Edinburgh Fringe Festival: The Various Lives of Infinite Nullity, Clout Theatre
When Clout Theatre first appeared at the Edinburgh Fringe in 2012, I dismissed its piece, How A Man Crumbled. I failed to see what it was attempting to achieve with its physical portrayals of grotesque characters. A year later and a new show, and I realise that I couldn’t have been more wrong. Clout Theatre has matured to produce a show of such devastating beauty that I had goosebumps for the first time in at the Fringe. It may sound like a strange statement, but those goosebumps symbolise something for me: a moment of complete perfection during a performance –it happens only when I watch something that strikes me to my very core – and in The Various Lives of Infinite Nullity I found something that has been absent from the Edinburgh Fringe Festival so far.
With their gaunt white faces and finely dressed fluorescent school uniforms, the Clout Theatre ensemble stare out to the audience. What are they wanting behind those goulish eyes of theirs? Love? Acceptance? No, it’s far more basic than that: they want to be seen as alive. The Various Lives of Infinite Nullity is a tongue-in-cheek look at the fragility of life, and how meaningless it all appears when we are so close to death at all times. Over the course of the production we see death, suicide, murder and greed displayed with violent and grotesque images. When the cast are shot at, their groans of pains as they fall to the floor clutching themselves are comic, but also haunting. Their repeated look at death and the Alcoholics Anonymous group-therapy look at suicide shows a far greater sense of play than is shown on the surface. It is a subtle piece that tests the patience of the audience, but where How A Man Crumbled felt too testing, The Various Lives of Infinite Nullity gives you a chance to revel in the brilliance of the dead-pan and confronting theatre company.

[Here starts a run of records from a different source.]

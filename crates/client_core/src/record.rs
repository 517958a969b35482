use chrono::{DateTime, Utc};
use shared::{
    domain::{PositionKey, RecordId},
    protocol::RecordSnapshot,
};

use crate::{observable::Observable, prediction::Prediction};

/// One submitted query and the latest prediction the service returned for it.
///
/// Passive by intent: the controller owns every transition except the
/// user-driven `text` and `is_editing` cells.
#[derive(Debug)]
pub struct QueryRecord {
    id: RecordId,
    position_key: PositionKey,
    created_at: DateTime<Utc>,
    confidence: f64,
    summary: String,
    pub text: Observable<String>,
    pub is_editing: Observable<bool>,
}

impl QueryRecord {
    pub fn new(position_key: PositionKey, text: impl Into<String>, prediction: Prediction) -> Self {
        Self::with_created_at(position_key, text, Utc::now(), prediction)
    }

    pub fn with_created_at(
        position_key: PositionKey,
        text: impl Into<String>,
        created_at: DateTime<Utc>,
        prediction: Prediction,
    ) -> Self {
        Self {
            id: RecordId::new(),
            position_key,
            created_at,
            confidence: prediction.confidence,
            summary: prediction.summary,
            text: Observable::new(text.into()),
            is_editing: Observable::new(false),
        }
    }

    pub fn id(&self) -> RecordId {
        self.id
    }

    pub fn position_key(&self) -> PositionKey {
        self.position_key
    }

    pub fn created_at(&self) -> DateTime<Utc> {
        self.created_at
    }

    pub fn confidence(&self) -> f64 {
        self.confidence
    }

    pub fn summary(&self) -> &str {
        &self.summary
    }

    pub fn begin_edit(&self) {
        self.is_editing.set(true);
    }

    pub fn end_edit(&self) {
        self.is_editing.set(false);
    }

    pub fn snapshot(&self) -> RecordSnapshot {
        RecordSnapshot {
            id: self.id,
            position_key: self.position_key,
            text: self.text.get(),
            created_at: self.created_at,
            confidence: self.confidence,
            summary: self.summary.clone(),
            is_editing: self.is_editing.get(),
        }
    }
}

#[cfg(test)]
mod tests {
    use super::*;
    use std::sync::{
        atomic::{AtomicUsize, Ordering},
        Arc,
    };

    fn sample() -> QueryRecord {
        QueryRecord::new(
            PositionKey(3),
            "invoice 4431",
            Prediction {
                confidence: 0.75,
                summary: "BILL".into(),
            },
        )
    }

    #[test]
    fn begin_edit_is_idempotent() {
        let record = sample();
        let notified = Arc::new(AtomicUsize::new(0));
        let counter = notified.clone();
        record.is_editing.subscribe(move |_| {
            counter.fetch_add(1, Ordering::SeqCst);
        });

        record.begin_edit();
        record.begin_edit();

        assert!(record.is_editing.get());
        assert_eq!(notified.load(Ordering::SeqCst), 2);
        assert_eq!(record.text.get(), "invoice 4431");
    }

    #[test]
    fn snapshot_reflects_current_cells() {
        let record = sample();
        record.text.set("invoice 4432".into());
        record.begin_edit();

        let snapshot = record.snapshot();
        assert_eq!(snapshot.id, record.id());
        assert_eq!(snapshot.position_key, PositionKey(3));
        assert_eq!(snapshot.text, "invoice 4432");
        assert_eq!(snapshot.summary, "BILL");
        assert!(snapshot.is_editing);

        record.end_edit();
        assert!(!record.snapshot().is_editing);
    }
}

Humour is seen in tea cups slitting throats and being buried alive as you talk constantly about planning your day, but the amusement slips away like that feeling when you know a joke has gone too far and your stomach begins to stir. At times it’s fair to say that some of the images (a man being weed on by another man, for example) are a little challenging, but this is what makes this piece of work so engrossing and rich. Anyone can pretend to die and shoot themselves with red paint, but few companies could pull this off with a chilling dead-pan stare with all sense of seriousness.
The Various Lives of Infinite Nullity is playful in its absurd look at life. Despite wanting to be repelled by these gruesome characters, there is something uncharacteristically appealing about them, too. Just like keeping death outside your door, inviting Clout Theatre into your performance space is like stepping into a surreal encounter on the verge of madness and freak-show. Whilst the thought of spending an hour watching three sweet performers being mutilated by gun-fire might not sound appealing, it is beautifully tragic.